Several people bought SRS Workshop Robot kits and wondered about workshops after the meetings. We haven't done them for a while because no one was staying for them. They aren't organized right now since a responsible person needs to be present for the duration to see that the facility gets secured. Getting these workshops going again (starting right after each meeting and running until about 4PM) is one of my near-term goals plus this will help me work on my robots. We might be able to secure a large storage container at the Fieldhouse to store gear for our workshops, but meeting at the Fieldhouse between third Saturdays would be difficult, especially when the warehouse is being used during FIRST competition season.

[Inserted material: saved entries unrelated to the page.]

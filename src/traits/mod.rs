//! Backend-facing traits.
//!
//! - [`Driver`]: the capability set the adapter layer calls into
//! - [`ObjectClient`] / [`Connector`]: the vendor seam under object-store drivers

mod client;
mod driver;

pub use client::{Connector, ObjectClient};
pub use driver::Driver;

Visibility of the Society on the web was discussed. Several first-time visitors said they didn't find the Society easily. Now if you do a Google search on "seattle robot", the Society's homepage perks to the top of the list, but how would one find the Seattle Robotics Society if they didn't use "robot" or some variation of it in the search? I took the liberty of adding an extensive meta-tag keyword list to the home page which should help once the webcrawlers digest it. Sometimes people find out about us by word-of-mouth or references to the Society in other places or publications. I encourage all members to share our name and activities on other forums they encounter. Perhaps the Society needs to have a broader footprint on the web since we have members who are, for example, deeply into 3D Printing and its applications. Robotics can touch many different things so perhaps we need to be less about robots and more about technology application that can but doesn't have to touch robotics.